Identification of Novel Cell Surface Markers on Mouse and Human Th17 Cells

ABSTRACT

Th17 cells are a subset of CD4⁺ T helper cells that play a crucial role in protection against extracellular bacteria, but may also be involved in autoimmune disease progression. Consequently, basic and clinical research on Th17 cells has increased tremendously in the last several years, becoming one of the most prominent and active areas of research in immunology. The Th17 subset is defined by the ability to produce cytokines, such as IL-17 and IL-22, and also by the expression of cell surface markers, such as the IL-23 receptor.
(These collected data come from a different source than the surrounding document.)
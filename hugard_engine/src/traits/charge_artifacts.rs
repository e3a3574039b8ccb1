use thiserror::Error;

#[derive(Debug, Error)]
pub enum ArtifactError {
    #[error("Could not render artifact for {invoice_ref}. {reason}")]
    RenderError { invoice_ref: String, reason: String },
    #[error("Artifact I/O error. {0}")]
    IOError(#[from] std::io::Error),
}

/// Disposable side artifacts (scannable codes) keyed by invoice reference. They are not ledger data.
#[allow(async_fn_in_trait)]
pub trait ChargeArtifacts {
    /// Renders `payload` into an artifact stored under `invoice_ref`.
    async fn render(&self, invoice_ref: &str, payload: &str) -> Result<(), ArtifactError>;

    /// Deletes the artifact for `invoice_ref`. A missing artifact is not an error.
    async fn remove(&self, invoice_ref: &str) -> Result<(), ArtifactError>;
}

/// An artifact store that keeps nothing.
#[derive(Debug, Clone, Copy, Default)]
pub struct NoArtifacts;

impl ChargeArtifacts for NoArtifacts {
    async fn render(&self, _invoice_ref: &str, _payload: &str) -> Result<(), ArtifactError> {
        Ok(())
    }

    async fn remove(&self, _invoice_ref: &str) -> Result<(), ArtifactError> {
        Ok(())
    }
}
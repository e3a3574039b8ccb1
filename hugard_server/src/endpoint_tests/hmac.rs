use actix_web::{http::StatusCode, test, test::TestRequest, web, App};
use hugard_common::Secret;

use crate::{helpers::calculate_hmac, middleware::GatewaySignature, routes::ping};

const BODY: &str = r#"{"member":{"id":"1","display_name":"alice"}}"#;

async fn signed_ping(signature: Option<&str>, enabled: bool) -> Result<StatusCode, String> {
    let hmac = GatewaySignature::new(Secret::new("test-secret".into()), enabled);
    let app = App::new().service(web::scope("/commands").wrap(hmac).service(ping));
    let service = test::init_service(app).await;
    let mut req =
        TestRequest::post().uri("/commands/ping").insert_header(("content-type", "application/json")).set_payload(BODY);
    if let Some(signature) = signature {
        req = req.insert_header(("X-Hugard-Hmac-Sha256", signature));
    }
    let res = test::try_call_service(&service, req.to_request()).await.map_err(|e| e.to_string())?;
    Ok(res.status())
}

#[actix_web::test]
async fn signed_requests_pass() {
    let signature = calculate_hmac("test-secret", BODY.as_bytes());
    assert_eq!(signature, "AjlWQmFF81ZVMTcJ8ou5kcSawC2ZswF3s7izAbuIt2A=");
    let status = signed_ping(Some(&signature), true).await.expect("Request failed");
    assert_eq!(status, StatusCode::OK);
}

#[actix_web::test]
async fn unsigned_requests_are_rejected() {
    let err = signed_ping(None, true).await.expect_err("Expected error");
    assert_eq!(err, "No HMAC signature found.");
}

#[actix_web::test]
async fn forged_requests_are_rejected() {
    let signature = calculate_hmac("wrong-secret", BODY.as_bytes());
    let err = signed_ping(Some(&signature), true).await.expect_err("Expected error");
    assert_eq!(err, "Invalid HMAC signature.");
}

#[actix_web::test]
async fn checks_can_be_disabled() {
    let status = signed_ping(None, false).await.expect("Request failed");
    assert_eq!(status, StatusCode::OK);
}
mod commands;
mod helpers;
mod hmac;
mod mocks;

mod misc {
    use actix_web::{body::MessageBody, test, test::TestRequest, App};

    use crate::routes::health;

    #[actix_web::test]
    async fn health_endpoint() {
        let app = test::init_service(App::new().service(health)).await;
        let req = TestRequest::get().uri("/health").to_request();
        let (_req, res) = test::call_service(&app, req).await.into_parts();
        let status = res.status();
        let body = res.into_body().try_into_bytes().unwrap();
        assert!(status.is_success());
        assert_eq!(body, "👍️\n");
    }
}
Much research effort in the area of Th17 cell biology is the search for surface molecules that can be used to consistently characterize Th17 cells in different immune environments, which may ultimately lead to potential therapies for autoimmunity. To date, only a few surface molecules have been found that are exclusively expressed by Th17 cells, making the use of surface markers for this cell type a challenge. Our objective was to identify new surface markers to distinguish Th17 cells from other subsets of CD4⁺ helper T cells by flow cytometry. In order to accomplish this goal, we used a high-throughput flow cytometer to screen over 700 surface antibodies on mouse and human Th17 cells. We identified 26 novel surface markers on human Th17 cells that also co-express IL-22, IL-17, and ROR gamma t, confirming these markers were on functional Th17 cells. Interestingly, four of these markers (BTLA, CD200, CD99, and IL-18 R alpha) overlapped with novel Th17 surface markers identified on mouse Th17 cells. Further study of these markers will enable the development of therapies for autoimmunity and cancer research.